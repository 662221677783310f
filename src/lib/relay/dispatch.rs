use std::panic::AssertUnwindSafe;

use tokio::sync::mpsc;

pub type Task = Box<dyn FnOnce() + Send + 'static>;

/// Hands work to the context that owns the delivery callback (the UI thread in the app).
pub trait Dispatcher: Send + Sync {
    fn dispatch(&self, task: Task);
}

/// Runs tasks immediately on the relay task. A panicking task is logged and swallowed so
/// the relay still acknowledges the delivery and keeps its session.
#[derive(Debug, Clone, Copy, Default)]
pub struct InlineDispatcher;

impl Dispatcher for InlineDispatcher {
    fn dispatch(&self, task: Task) {
        if let Err(panic) = std::panic::catch_unwind(AssertUnwindSafe(task)) {
            let reason = panic
                .downcast_ref::<&str>()
                .copied()
                .or_else(|| panic.downcast_ref::<String>().map(String::as_str))
                .unwrap_or("non-string panic payload");
            tracing::error!(%reason, "Delivery callback panicked");
        }
    }
}

/// Sending half of a [`DispatchQueue`].
#[derive(Clone)]
pub struct QueueDispatcher {
    tx: mpsc::UnboundedSender<Task>,
}

impl Dispatcher for QueueDispatcher {
    fn dispatch(&self, task: Task) {
        if self.tx.send(task).is_err() {
            tracing::warn!("Dispatch queue is gone, dropping delivery callback");
        }
    }
}

/// Tasks waiting to run on a single confined context, in the order they were dispatched.
pub struct DispatchQueue {
    rx: mpsc::UnboundedReceiver<Task>,
}

pub fn dispatch_queue() -> (QueueDispatcher, DispatchQueue) {
    let (tx, rx) = mpsc::unbounded_channel();
    (QueueDispatcher { tx }, DispatchQueue { rx })
}

impl DispatchQueue {
    /// Waits for the next task and runs it. Returns false once every dispatcher is dropped.
    pub async fn run_next(&mut self) -> bool {
        match self.rx.recv().await {
            Some(task) => {
                task();
                true
            }
            None => false,
        }
    }

    /// Runs whatever is already queued without waiting.
    pub fn run_pending(&mut self) -> usize {
        let mut ran = 0;
        while let Ok(task) = self.rx.try_recv() {
            task();
            ran += 1;
        }
        ran
    }

    pub async fn run(mut self) {
        while self.run_next().await {}
    }
}
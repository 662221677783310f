pub mod memory;
#[cfg(feature = "storage")]
pub mod sqlite;

pub use memory::MemoryChatStore;
#[cfg(feature = "storage")]
pub use sqlite::SqliteChatStore;

use std::sync::Arc;

use crate::core::{BackupError, ChatRecord, MessageRecord};

pub type Visit<'a, T> = &'a mut dyn FnMut(T) -> Result<(), BackupError>;

/// Read-only, ordered view over local chat rows. Rows are handed out one at a time so
/// callers never need the whole history in memory.
pub trait ChatSource {
    fn for_each_chat(&self, visit: Visit<'_, ChatRecord>) -> Result<(), BackupError>;
    fn for_each_message(&self, visit: Visit<'_, MessageRecord>) -> Result<(), BackupError>;
}

/// Write side used by restore. Chats upsert on `chat_id`. Messages have no key, so a
/// message is added only while the store holds fewer identical rows than the batch does.
/// Restoring the same rows twice therefore changes nothing.
pub trait ChatSink {
    fn upsert_records(&self, chats: &[ChatRecord], messages: &[MessageRecord]) -> Result<(), BackupError>;
}

impl<T: ChatSource + ?Sized> ChatSource for Arc<T> {
    fn for_each_chat(&self, visit: Visit<'_, ChatRecord>) -> Result<(), BackupError> {
        (**self).for_each_chat(visit)
    }

    fn for_each_message(&self, visit: Visit<'_, MessageRecord>) -> Result<(), BackupError> {
        (**self).for_each_message(visit)
    }
}

impl<T: ChatSink + ?Sized> ChatSink for Arc<T> {
    fn upsert_records(&self, chats: &[ChatRecord], messages: &[MessageRecord]) -> Result<(), BackupError> {
        (**self).upsert_records(chats, messages)
    }
}
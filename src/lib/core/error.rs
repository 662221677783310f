use thiserror::Error;

#[derive(Error, Debug, Clone, PartialEq, Eq)]
pub enum RelayError {
    #[error("Connection error: {0}")]
    Connection(String),
    #[error("Protocol error: {0}")]
    Protocol(String),
    #[error("Delivery wait interrupted: {0}")]
    Interrupted(String),
    #[error("Relay is not connected")]
    NotConnected,
    #[error("Relay task has stopped")]
    Stopped,
}

#[derive(Error, Debug)]
pub enum BackupError {
    #[error("I/O error: {0}")]
    Io(#[from] std::io::Error),
    #[error("Serialization error: {0}")]
    Serialization(#[from] serde_json::Error),
    #[error("Storage error: {0}")]
    Storage(String),
    #[error("Unsupported backup version {0}")]
    UnsupportedVersion(i64),
    #[error("Invalid backup document: {0}")]
    InvalidDocument(String),
}

#[cfg(feature = "storage")]
impl From<rusqlite::Error> for BackupError {
    fn from(err: rusqlite::Error) -> Self {
        BackupError::Storage(err.to_string())
    }
}
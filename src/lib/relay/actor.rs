use std::collections::BTreeSet;
use std::sync::Arc;

use bytes::Bytes;
use futures::StreamExt;
use tokio::sync::{mpsc, watch};
use tracing::{debug, info, instrument, warn};
use uuid::Uuid;

use super::dispatch::Dispatcher;
use super::{Command, DeliveryCallback, RelayState};
use crate::broker::{BrokerChannel, BrokerConnector, DeliveryStream};
use crate::config::RelayConfig;
use crate::core::{Delivery, ExchangeKind, QueueOptions, RelayError};

struct Session {
    channel: Box<dyn BrokerChannel>,
    queue: String,
    bindings: BTreeSet<String>,
}

enum Event {
    Command(Option<Command>),
    Delivery(Option<Result<Delivery, RelayError>>),
}

/// Sole owner of the broker channel. Every relay operation reaches it as a [`Command`],
/// so setup, acknowledgement and teardown never race each other.
pub(crate) struct RelayActor {
    config: RelayConfig,
    connector: Arc<dyn BrokerConnector>,
    dispatcher: Arc<dyn Dispatcher>,
    state: watch::Sender<RelayState>,
    session: Option<Session>,
    deliveries: Option<DeliveryStream>,
    callback: Option<DeliveryCallback>,
    last_delivery: Option<Bytes>,
}

impl RelayActor {
    pub(crate) fn new(
        config: RelayConfig,
        connector: Arc<dyn BrokerConnector>,
        dispatcher: Arc<dyn Dispatcher>,
        state: watch::Sender<RelayState>,
    ) -> Self {
        Self {
            config,
            connector,
            dispatcher,
            state,
            session: None,
            deliveries: None,
            callback: None,
            last_delivery: None,
        }
    }

    pub(crate) async fn run(mut self, mut commands: mpsc::Receiver<Command>) {
        loop {
            // The command channel is also the cancellation signal: dispose or dropping
            // the handle wakes this wait even when no delivery ever arrives.
            let event = tokio::select! {
                command = commands.recv() => Event::Command(command),
                item = next_delivery(&mut self.deliveries) => Event::Delivery(item),
            };

            match event {
                Event::Command(Some(command)) => self.handle(command).await,
                Event::Command(None) => {
                    debug!("Relay handle dropped, shutting down");
                    self.teardown().await;
                    self.state.send_replace(RelayState::Stopped);
                    break;
                }
                Event::Delivery(Some(Ok(delivery))) => self.on_delivery(delivery).await,
                Event::Delivery(Some(Err(e))) => {
                    warn!(error = %e, "Delivery wait interrupted, waiting again");
                }
                Event::Delivery(None) => self.on_stream_end().await,
            }
        }
    }

    async fn handle(&mut self, command: Command) {
        match command {
            Command::Connect { queue, reply } => {
                let _ = reply.send(self.connect(queue).await);
            }
            Command::AddBinding { routing_key, reply } => {
                let _ = reply.send(self.add_binding(routing_key).await);
            }
            Command::RemoveBinding { routing_key, reply } => {
                let _ = reply.send(self.remove_binding(&routing_key).await);
            }
            Command::SetCallback { callback } => {
                if callback.is_some() && self.callback.is_some() {
                    debug!("Replacing delivery callback");
                }
                self.callback = callback;
            }
            Command::Publish {
                routing_key,
                payload,
                reply,
            } => {
                let _ = reply.send(self.publish(&routing_key, &payload).await);
            }
            Command::LastDelivery { reply } => {
                let _ = reply.send(self.last_delivery.clone());
            }
            Command::Dispose { reply } => {
                self.teardown().await;
                self.state.send_replace(RelayState::Stopped);
                let _ = reply.send(());
            }
        }
    }

    #[instrument(skip(self), fields(exchange = %self.config.broker.exchange))]
    async fn connect(&mut self, options: QueueOptions) -> Result<String, RelayError> {
        if let Some(session) = &self.session {
            debug!(queue = %session.queue, "Already connected");
            return Ok(session.queue.clone());
        }

        let previous = self.state.borrow().clone();
        let channel = match self.connector.open(&self.config.broker).await {
            Ok(channel) => channel,
            Err(e) => {
                warn!(error = %e, "Failed to open broker connection");
                return Err(e);
            }
        };

        match self.establish(channel.as_ref(), &options).await {
            Ok((queue, bindings, stream)) => {
                info!(queue = %queue, "Relay consuming");
                self.session = Some(Session {
                    channel,
                    queue: queue.clone(),
                    bindings,
                });
                self.deliveries = Some(stream);
                self.state.send_replace(RelayState::Consuming { queue: queue.clone() });
                Ok(queue)
            }
            Err(e) => {
                warn!(error = %e, "Relay setup failed, closing partial session");
                if let Err(close_err) = channel.close().await {
                    warn!(error = %close_err, "Failed to close partial session");
                }
                self.state.send_replace(previous);
                Err(e)
            }
        }
    }

    async fn establish(
        &mut self,
        channel: &dyn BrokerChannel,
        options: &QueueOptions,
    ) -> Result<(String, BTreeSet<String>, DeliveryStream), RelayError> {
        let broker = &self.config.broker;
        channel
            .declare_exchange(&broker.exchange, broker.exchange_kind, broker.exchange_durable)
            .await?;
        let queue = channel.declare_queue(options).await?;

        let mut bindings = BTreeSet::new();
        if broker.exchange_kind == ExchangeKind::Fanout {
            channel.bind_queue(&queue, &broker.exchange, "").await?;
            bindings.insert(String::new());
        }
        self.state.send_replace(RelayState::Connected { queue: queue.clone() });

        let consumer_tag = format!("{}-{}", self.config.consumer_tag_prefix, Uuid::new_v4().simple());
        let stream = channel.consume(&queue, &consumer_tag).await?;
        Ok((queue, bindings, stream))
    }

    async fn add_binding(&mut self, routing_key: String) -> Result<(), RelayError> {
        let Some(session) = self.session.as_mut() else {
            warn!(routing_key = %routing_key, "Cannot bind, relay is not connected");
            return Err(RelayError::NotConnected);
        };
        if session.bindings.contains(&routing_key) {
            return Ok(());
        }

        session
            .channel
            .bind_queue(&session.queue, &self.config.broker.exchange, &routing_key)
            .await
            .inspect_err(|e| warn!(routing_key = %routing_key, error = %e, "Failed to add binding"))?;
        debug!(queue = %session.queue, routing_key = %routing_key, "Binding added");
        session.bindings.insert(routing_key);
        Ok(())
    }

    async fn remove_binding(&mut self, routing_key: &str) -> Result<(), RelayError> {
        let Some(session) = self.session.as_mut() else {
            warn!(routing_key = %routing_key, "Cannot unbind, relay is not connected");
            return Err(RelayError::NotConnected);
        };

        session
            .channel
            .unbind_queue(&session.queue, &self.config.broker.exchange, routing_key)
            .await
            .inspect_err(|e| warn!(routing_key = %routing_key, error = %e, "Failed to remove binding"))?;
        debug!(queue = %session.queue, routing_key = %routing_key, "Binding removed");
        session.bindings.remove(routing_key);
        Ok(())
    }

    async fn publish(&mut self, routing_key: &str, payload: &[u8]) -> Result<bool, RelayError> {
        let Some(session) = &self.session else {
            debug!(routing_key = %routing_key, "Not connected, publish skipped");
            return Ok(false);
        };

        session
            .channel
            .publish(&self.config.broker.exchange, routing_key, payload)
            .await
            .inspect_err(|e| warn!(routing_key = %routing_key, error = %e, "Publish failed"))?;
        Ok(true)
    }

    async fn on_delivery(&mut self, delivery: Delivery) {
        let delivery_tag = delivery.delivery_tag;
        self.last_delivery = Some(delivery.payload.clone());

        match &self.callback {
            Some(callback) => {
                let callback = callback.clone();
                self.dispatcher.dispatch(Box::new(move || callback(delivery)));
            }
            None => debug!(delivery_tag, "No delivery callback registered"),
        }

        if let Some(session) = &self.session {
            if let Err(e) = session.channel.ack(delivery_tag).await {
                warn!(delivery_tag, error = %e, "Failed to acknowledge delivery");
            }
        }
    }

    async fn on_stream_end(&mut self) {
        warn!("Broker closed the consumer, relay disconnected");
        self.deliveries = None;
        if let Some(session) = self.session.take() {
            if let Err(e) = session.channel.close().await {
                debug!(error = %e, "Closing dropped session failed");
            }
        }
        self.state.send_replace(RelayState::Disconnected {
            reason: "consumer stream closed by broker".to_string(),
        });
    }

    async fn teardown(&mut self) {
        self.deliveries = None;
        if let Some(session) = self.session.take() {
            match session.channel.close().await {
                Ok(()) => info!(queue = %session.queue, "Relay disposed"),
                Err(e) => warn!(queue = %session.queue, error = %e, "Error while closing broker session"),
            }
        }
    }
}

async fn next_delivery(deliveries: &mut Option<DeliveryStream>) -> Option<Result<Delivery, RelayError>> {
    match deliveries {
        Some(stream) => stream.next().await,
        None => std::future::pending().await,
    }
}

^^^^^^^^^^^^^^^^

### Task to complete
Throughout the data above, count the lines in which the word "only" occurs; supply the number alone.

### Reply to the task
2